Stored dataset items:
___

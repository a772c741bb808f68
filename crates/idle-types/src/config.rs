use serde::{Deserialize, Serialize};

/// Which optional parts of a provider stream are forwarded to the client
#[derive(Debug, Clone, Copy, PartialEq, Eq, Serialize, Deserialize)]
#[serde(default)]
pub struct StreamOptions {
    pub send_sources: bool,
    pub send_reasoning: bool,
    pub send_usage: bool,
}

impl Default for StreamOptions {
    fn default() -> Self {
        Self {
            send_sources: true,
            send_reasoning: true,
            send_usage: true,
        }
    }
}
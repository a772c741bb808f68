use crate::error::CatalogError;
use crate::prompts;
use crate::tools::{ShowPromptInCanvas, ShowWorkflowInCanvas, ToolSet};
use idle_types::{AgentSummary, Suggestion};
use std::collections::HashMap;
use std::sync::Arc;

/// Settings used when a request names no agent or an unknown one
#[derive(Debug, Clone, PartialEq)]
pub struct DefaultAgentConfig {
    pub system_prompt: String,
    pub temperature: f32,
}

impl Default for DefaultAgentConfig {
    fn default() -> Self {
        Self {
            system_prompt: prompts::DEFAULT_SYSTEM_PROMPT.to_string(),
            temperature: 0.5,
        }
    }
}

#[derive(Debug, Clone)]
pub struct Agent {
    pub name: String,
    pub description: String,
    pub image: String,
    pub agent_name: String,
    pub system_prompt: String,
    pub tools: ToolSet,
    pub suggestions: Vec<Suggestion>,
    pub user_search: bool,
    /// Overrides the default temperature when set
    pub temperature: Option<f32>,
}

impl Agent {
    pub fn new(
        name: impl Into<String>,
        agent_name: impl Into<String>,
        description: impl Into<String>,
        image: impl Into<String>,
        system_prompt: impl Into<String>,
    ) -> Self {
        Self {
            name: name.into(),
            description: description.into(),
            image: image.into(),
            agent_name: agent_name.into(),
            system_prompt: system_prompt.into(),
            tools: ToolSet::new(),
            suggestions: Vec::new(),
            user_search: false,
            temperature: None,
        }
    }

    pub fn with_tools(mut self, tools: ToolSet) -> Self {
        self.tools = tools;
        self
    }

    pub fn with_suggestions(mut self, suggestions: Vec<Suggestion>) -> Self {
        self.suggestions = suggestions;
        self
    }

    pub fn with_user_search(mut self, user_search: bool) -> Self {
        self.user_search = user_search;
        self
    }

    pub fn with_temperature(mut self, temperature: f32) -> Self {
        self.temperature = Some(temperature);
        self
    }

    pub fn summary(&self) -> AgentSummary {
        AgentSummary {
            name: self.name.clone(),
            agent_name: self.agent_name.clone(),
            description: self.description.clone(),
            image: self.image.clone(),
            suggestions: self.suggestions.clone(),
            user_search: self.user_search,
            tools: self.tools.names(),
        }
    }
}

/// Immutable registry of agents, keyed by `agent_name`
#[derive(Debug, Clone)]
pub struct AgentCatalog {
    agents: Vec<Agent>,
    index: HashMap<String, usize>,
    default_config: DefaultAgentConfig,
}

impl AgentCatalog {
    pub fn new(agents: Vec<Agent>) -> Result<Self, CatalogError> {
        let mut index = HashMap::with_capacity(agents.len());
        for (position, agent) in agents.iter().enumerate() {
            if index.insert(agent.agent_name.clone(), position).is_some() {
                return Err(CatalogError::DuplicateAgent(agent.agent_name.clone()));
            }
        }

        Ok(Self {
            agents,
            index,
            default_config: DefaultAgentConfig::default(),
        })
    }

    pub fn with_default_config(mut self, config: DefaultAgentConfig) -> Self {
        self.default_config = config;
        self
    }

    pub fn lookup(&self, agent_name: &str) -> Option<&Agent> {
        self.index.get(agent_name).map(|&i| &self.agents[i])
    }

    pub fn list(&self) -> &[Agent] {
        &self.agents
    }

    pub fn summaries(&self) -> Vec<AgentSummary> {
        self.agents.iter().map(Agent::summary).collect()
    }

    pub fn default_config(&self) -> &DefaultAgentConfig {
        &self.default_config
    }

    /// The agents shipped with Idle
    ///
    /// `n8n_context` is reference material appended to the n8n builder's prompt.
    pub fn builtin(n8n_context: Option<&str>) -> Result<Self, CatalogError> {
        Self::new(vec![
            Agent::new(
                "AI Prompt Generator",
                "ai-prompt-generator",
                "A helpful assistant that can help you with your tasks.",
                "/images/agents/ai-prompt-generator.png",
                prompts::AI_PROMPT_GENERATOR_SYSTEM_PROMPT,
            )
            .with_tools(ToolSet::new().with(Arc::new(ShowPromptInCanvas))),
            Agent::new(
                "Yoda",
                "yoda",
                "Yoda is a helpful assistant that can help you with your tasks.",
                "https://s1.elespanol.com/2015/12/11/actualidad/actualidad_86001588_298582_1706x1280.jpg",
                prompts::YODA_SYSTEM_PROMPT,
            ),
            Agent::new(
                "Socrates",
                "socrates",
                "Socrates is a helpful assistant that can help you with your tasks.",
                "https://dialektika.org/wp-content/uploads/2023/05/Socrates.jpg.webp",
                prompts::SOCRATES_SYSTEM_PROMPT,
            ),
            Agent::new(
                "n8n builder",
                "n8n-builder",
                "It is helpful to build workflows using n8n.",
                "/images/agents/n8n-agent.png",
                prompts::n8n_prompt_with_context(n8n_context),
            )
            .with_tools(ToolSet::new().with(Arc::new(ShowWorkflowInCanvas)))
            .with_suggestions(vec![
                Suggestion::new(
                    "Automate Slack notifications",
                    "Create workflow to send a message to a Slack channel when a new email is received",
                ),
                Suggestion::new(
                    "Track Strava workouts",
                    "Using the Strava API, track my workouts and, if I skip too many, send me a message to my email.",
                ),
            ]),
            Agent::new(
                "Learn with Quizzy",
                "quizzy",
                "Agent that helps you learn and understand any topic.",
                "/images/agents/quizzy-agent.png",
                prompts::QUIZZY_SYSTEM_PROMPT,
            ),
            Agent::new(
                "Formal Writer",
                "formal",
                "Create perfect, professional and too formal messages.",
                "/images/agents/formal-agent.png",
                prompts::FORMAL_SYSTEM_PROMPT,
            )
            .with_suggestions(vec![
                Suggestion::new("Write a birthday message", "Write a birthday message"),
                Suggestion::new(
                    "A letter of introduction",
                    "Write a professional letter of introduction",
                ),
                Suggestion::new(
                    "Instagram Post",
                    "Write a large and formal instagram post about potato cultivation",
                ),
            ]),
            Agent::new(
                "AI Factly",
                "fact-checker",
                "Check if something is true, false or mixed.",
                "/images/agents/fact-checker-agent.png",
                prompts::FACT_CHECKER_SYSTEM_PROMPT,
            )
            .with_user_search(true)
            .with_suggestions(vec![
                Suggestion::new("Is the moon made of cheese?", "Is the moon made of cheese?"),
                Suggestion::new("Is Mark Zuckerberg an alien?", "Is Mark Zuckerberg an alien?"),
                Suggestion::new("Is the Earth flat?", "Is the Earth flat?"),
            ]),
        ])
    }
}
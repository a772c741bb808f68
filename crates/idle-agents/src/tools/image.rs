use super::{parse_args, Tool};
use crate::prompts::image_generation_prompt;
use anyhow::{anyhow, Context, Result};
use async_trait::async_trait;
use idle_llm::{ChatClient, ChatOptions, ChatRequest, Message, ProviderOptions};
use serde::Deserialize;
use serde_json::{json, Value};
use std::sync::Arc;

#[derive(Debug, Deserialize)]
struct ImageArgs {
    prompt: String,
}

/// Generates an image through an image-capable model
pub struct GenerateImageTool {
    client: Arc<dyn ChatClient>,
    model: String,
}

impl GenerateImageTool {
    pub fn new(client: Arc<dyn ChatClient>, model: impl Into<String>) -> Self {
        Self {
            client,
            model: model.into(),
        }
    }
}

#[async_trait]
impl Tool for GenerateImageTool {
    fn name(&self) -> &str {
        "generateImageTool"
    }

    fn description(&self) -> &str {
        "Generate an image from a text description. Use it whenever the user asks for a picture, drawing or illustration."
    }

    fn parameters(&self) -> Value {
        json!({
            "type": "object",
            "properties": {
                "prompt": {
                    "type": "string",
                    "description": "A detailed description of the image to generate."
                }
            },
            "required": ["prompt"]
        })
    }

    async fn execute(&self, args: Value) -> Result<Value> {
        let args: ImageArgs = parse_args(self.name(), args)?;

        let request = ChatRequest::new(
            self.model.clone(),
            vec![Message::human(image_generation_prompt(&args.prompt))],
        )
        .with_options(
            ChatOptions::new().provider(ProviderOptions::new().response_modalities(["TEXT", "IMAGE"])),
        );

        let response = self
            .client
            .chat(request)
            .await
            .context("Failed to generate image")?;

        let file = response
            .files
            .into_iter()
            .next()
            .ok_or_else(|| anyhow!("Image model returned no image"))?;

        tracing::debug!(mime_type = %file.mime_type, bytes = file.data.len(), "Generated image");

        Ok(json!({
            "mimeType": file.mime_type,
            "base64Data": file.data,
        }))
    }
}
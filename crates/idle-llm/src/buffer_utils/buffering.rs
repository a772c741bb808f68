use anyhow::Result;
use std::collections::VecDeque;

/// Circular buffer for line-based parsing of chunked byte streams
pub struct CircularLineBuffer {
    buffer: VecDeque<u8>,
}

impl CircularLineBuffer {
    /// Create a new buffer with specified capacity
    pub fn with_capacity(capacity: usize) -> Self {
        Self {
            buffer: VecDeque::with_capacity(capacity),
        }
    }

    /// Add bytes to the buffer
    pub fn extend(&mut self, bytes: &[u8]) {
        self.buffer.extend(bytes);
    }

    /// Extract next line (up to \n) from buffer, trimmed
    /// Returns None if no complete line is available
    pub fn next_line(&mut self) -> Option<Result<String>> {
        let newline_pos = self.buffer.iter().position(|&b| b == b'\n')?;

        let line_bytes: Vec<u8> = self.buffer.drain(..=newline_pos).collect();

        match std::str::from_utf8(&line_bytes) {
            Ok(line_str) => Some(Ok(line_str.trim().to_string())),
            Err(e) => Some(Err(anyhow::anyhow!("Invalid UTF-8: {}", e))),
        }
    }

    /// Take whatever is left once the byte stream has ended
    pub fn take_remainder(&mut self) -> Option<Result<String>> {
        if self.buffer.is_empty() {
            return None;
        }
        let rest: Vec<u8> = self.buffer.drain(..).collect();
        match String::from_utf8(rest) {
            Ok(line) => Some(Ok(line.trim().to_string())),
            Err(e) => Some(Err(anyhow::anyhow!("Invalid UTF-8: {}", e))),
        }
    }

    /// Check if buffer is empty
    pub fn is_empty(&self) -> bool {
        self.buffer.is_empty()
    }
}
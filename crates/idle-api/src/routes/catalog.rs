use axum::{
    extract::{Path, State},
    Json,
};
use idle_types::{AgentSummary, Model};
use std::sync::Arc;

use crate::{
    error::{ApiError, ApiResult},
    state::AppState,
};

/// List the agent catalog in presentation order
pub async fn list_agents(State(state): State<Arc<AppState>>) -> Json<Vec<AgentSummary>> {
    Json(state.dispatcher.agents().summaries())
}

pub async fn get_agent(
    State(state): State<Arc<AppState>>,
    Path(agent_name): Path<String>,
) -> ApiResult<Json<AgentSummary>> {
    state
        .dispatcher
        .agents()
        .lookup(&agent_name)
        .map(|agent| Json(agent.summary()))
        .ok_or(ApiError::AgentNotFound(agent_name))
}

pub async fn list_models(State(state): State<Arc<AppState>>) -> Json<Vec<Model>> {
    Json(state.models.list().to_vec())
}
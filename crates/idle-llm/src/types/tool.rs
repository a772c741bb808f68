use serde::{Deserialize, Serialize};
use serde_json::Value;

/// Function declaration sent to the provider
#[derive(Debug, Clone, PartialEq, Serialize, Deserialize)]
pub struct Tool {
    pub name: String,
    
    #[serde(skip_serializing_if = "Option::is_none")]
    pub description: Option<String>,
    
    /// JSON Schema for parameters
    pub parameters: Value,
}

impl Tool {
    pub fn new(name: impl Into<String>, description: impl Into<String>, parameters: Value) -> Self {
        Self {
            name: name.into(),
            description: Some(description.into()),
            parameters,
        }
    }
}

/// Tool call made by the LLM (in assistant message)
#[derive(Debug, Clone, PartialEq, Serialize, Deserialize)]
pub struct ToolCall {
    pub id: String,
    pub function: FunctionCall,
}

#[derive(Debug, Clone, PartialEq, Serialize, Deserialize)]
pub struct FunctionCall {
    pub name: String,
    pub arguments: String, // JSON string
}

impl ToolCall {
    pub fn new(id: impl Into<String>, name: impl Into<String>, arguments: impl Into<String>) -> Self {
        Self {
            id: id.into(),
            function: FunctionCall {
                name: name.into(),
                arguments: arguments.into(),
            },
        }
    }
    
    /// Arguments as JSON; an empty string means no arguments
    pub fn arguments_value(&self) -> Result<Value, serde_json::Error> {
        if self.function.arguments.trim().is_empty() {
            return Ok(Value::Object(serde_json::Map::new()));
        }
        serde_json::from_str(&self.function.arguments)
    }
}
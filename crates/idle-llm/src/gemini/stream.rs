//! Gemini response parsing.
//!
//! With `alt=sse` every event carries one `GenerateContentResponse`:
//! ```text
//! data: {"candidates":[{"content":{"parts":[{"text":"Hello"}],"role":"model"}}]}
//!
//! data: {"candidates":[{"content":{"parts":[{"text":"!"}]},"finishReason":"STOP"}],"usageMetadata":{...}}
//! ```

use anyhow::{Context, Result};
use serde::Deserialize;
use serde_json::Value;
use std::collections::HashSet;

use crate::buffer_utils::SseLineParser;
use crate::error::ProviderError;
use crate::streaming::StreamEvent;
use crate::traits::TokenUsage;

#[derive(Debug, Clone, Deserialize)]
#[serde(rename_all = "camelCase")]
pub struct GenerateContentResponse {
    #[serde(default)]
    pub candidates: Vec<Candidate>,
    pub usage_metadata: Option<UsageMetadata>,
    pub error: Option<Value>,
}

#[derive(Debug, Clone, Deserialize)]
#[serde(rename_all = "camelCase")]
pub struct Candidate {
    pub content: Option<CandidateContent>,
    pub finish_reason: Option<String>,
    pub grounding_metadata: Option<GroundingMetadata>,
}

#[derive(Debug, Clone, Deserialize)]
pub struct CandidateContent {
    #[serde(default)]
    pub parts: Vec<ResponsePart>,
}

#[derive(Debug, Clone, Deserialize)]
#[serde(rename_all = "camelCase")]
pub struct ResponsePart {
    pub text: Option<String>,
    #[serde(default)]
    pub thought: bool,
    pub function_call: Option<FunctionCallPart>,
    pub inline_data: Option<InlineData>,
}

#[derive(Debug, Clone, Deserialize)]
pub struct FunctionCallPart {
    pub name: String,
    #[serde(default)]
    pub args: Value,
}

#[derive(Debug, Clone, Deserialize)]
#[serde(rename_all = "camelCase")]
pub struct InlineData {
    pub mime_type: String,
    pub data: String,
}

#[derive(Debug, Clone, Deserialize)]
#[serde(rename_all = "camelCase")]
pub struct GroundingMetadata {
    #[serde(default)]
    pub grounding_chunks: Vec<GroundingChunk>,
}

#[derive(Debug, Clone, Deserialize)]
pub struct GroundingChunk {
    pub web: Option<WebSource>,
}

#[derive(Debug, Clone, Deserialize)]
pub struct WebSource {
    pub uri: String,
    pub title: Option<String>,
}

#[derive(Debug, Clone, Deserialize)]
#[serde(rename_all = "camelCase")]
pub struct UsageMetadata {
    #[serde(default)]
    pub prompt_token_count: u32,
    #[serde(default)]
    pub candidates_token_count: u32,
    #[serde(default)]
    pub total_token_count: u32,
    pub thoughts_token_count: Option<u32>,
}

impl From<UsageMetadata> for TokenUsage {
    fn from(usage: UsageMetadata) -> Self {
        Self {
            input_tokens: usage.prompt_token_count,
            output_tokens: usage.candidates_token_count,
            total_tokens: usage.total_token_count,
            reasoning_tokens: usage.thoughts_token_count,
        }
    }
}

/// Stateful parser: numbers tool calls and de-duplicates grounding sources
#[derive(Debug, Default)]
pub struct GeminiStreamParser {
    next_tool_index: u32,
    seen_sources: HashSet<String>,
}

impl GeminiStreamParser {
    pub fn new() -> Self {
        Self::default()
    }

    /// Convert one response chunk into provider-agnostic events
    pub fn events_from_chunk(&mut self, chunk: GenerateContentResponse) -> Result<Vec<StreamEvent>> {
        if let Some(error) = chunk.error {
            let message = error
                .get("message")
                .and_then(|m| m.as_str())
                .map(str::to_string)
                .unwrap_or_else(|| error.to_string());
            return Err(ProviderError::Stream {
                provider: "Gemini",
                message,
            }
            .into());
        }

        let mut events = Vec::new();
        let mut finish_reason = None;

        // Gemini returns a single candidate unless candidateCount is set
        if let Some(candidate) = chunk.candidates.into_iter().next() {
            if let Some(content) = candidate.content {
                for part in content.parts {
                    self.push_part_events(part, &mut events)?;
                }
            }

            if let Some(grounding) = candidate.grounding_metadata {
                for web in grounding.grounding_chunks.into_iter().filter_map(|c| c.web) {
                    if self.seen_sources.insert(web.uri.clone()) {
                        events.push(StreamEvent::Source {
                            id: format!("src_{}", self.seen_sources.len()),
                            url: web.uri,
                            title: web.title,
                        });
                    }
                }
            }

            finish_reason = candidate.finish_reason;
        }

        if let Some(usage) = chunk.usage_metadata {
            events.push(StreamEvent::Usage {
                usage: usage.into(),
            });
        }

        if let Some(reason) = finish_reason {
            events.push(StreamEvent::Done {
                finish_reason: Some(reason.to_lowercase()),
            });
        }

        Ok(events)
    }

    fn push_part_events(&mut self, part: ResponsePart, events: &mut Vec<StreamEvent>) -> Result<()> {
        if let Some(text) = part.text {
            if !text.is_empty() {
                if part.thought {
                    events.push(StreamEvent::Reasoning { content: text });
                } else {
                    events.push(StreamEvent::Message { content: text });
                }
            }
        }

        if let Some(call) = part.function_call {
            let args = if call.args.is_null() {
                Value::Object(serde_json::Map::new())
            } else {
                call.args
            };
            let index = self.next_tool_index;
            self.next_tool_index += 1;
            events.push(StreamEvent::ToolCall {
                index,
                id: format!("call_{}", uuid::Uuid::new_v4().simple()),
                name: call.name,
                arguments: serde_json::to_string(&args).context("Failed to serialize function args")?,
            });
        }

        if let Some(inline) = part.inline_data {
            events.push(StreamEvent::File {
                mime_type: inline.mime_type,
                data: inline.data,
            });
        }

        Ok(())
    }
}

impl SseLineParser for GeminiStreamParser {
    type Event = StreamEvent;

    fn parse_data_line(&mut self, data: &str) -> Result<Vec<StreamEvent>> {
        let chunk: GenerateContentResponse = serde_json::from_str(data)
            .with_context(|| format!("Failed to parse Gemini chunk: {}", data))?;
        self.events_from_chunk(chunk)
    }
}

___

> **What is required**
Reproduce the lines above, beginning at the line with "if let Some(candidate)" and stopping after the line with "if let Some(grounding)", exactly as they are.

> **Reply to the exercise**
        if let Some(candidate) = chunk.candidates.into_iter().next() {
            if let Some(content) = candidate.content {
                for part in content.parts {
                    self.push_part_events(part, &mut events)?;
                }
            }

            if let Some(grounding) = candidate.grounding_metadata {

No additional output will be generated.